My Baseball Calling

In High School, I batted .091.  One for eleven.  Yes, from where I was at I could not even see the Mendoza Line.  Even though my one hit was a thing of beauty that landed softly in grass of left center field, I knew in my heart of hearts at that very young age that my future in baseball was over.

Since that time, my love for the game has however remained.  I have often wondered if I should have pursued a different course.  Management.  Announcing.  Scouting.  Front office.  There were plenty of other courses out there that I never even considered.  Oh well, I continued to love baseball and passed that appreciation onto my oldest son, Jacob.

Last year, sitting in the stands during Jacob’s games (he plays for the Willmar Red Sox), I took great pleasure in starting random cheers.  My favorite was a “Let’s go, Red Sox!”  Half the parents would say “Let’s go” and the other half “Red Sox!”  Sure it sounds simple enough, but at the right moment in a game, it is a thing of beauty.  A true appreciation of the sport.  A sign of joy between children and parents.

As the cold Winter enveloped Minnesota, my mind considered ways of “enhancing” the cheer.  That’s when I took to the Internet (always a questionable move) and purchased a $10 costume.  I would “enhance” the cheer by becoming an actual Red Sock by wearing a red hood.  Simple, yet effective.  Thankfully, I had enough good judgement to resist purchasing the red spandex full body suit.  I fear that I would have looked like a cross between the Blog and the Grinch with a full body rash.  Yes, it would have been the body suit that led to a lawsuit (or better said with less of a rhyme, “the body suit that led to several restraining orders”).

Red Sock

Thank you to Sheryl Price for capturing the moment, although I’m still unsure of who is really behind the mask.

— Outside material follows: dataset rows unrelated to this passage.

pub mod class_names;
pub mod postprocess;
pub mod preprocess;
pub mod yolo;

use image::DynamicImage;
use thiserror::Error;

use crate::models::ImageDetections;

pub use class_names::ClassNames;
pub use postprocess::Thresholds;
pub use yolo::YoloDetector;

#[derive(Debug, Error)]
pub enum DetectError {
    #[error("inference failed: {0}")]
    Inference(String),
    #[error("unexpected model output: {0}")]
    UnexpectedOutput(String),
}

/// An object detector that can be shared across request handlers.
pub trait Detector: Send + Sync {
    /// Runs the model on one image. The result holds one entry per input
    /// image, so it is always a single element here.
    fn detect(&self, image: &DynamicImage) -> Result<Vec<ImageDetections>, DetectError>;

    fn class_names(&self) -> &ClassNames;
}

/// True when any detected region is labeled `target`, ignoring case.
pub fn contains_label(results: &[ImageDetections], names: &ClassNames, target: &str) -> bool {
    let target = target.to_lowercase();
    results
        .iter()
        .flat_map(|result| result.detections.iter())
        .any(|detection| match names.get(detection.class_id) {
            Some(label) => label.to_lowercase() == target,
            None => {
                tracing::warn!(class_id = detection.class_id, "class index has no name");
                false
            }
        })
}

Any who, as I slipped into my minimalist costume, it led to a thought I had never considered.  Mascot.  That may have been my missed baseball calling.  Oh well, roads never traveled.  I live though with no regrets, because on warm Summer evenings, if you open your window and listen closely, drifting across the air you may hear the faint call of a man realizing at last his baseball calling, “Let’s go, Red Sox!”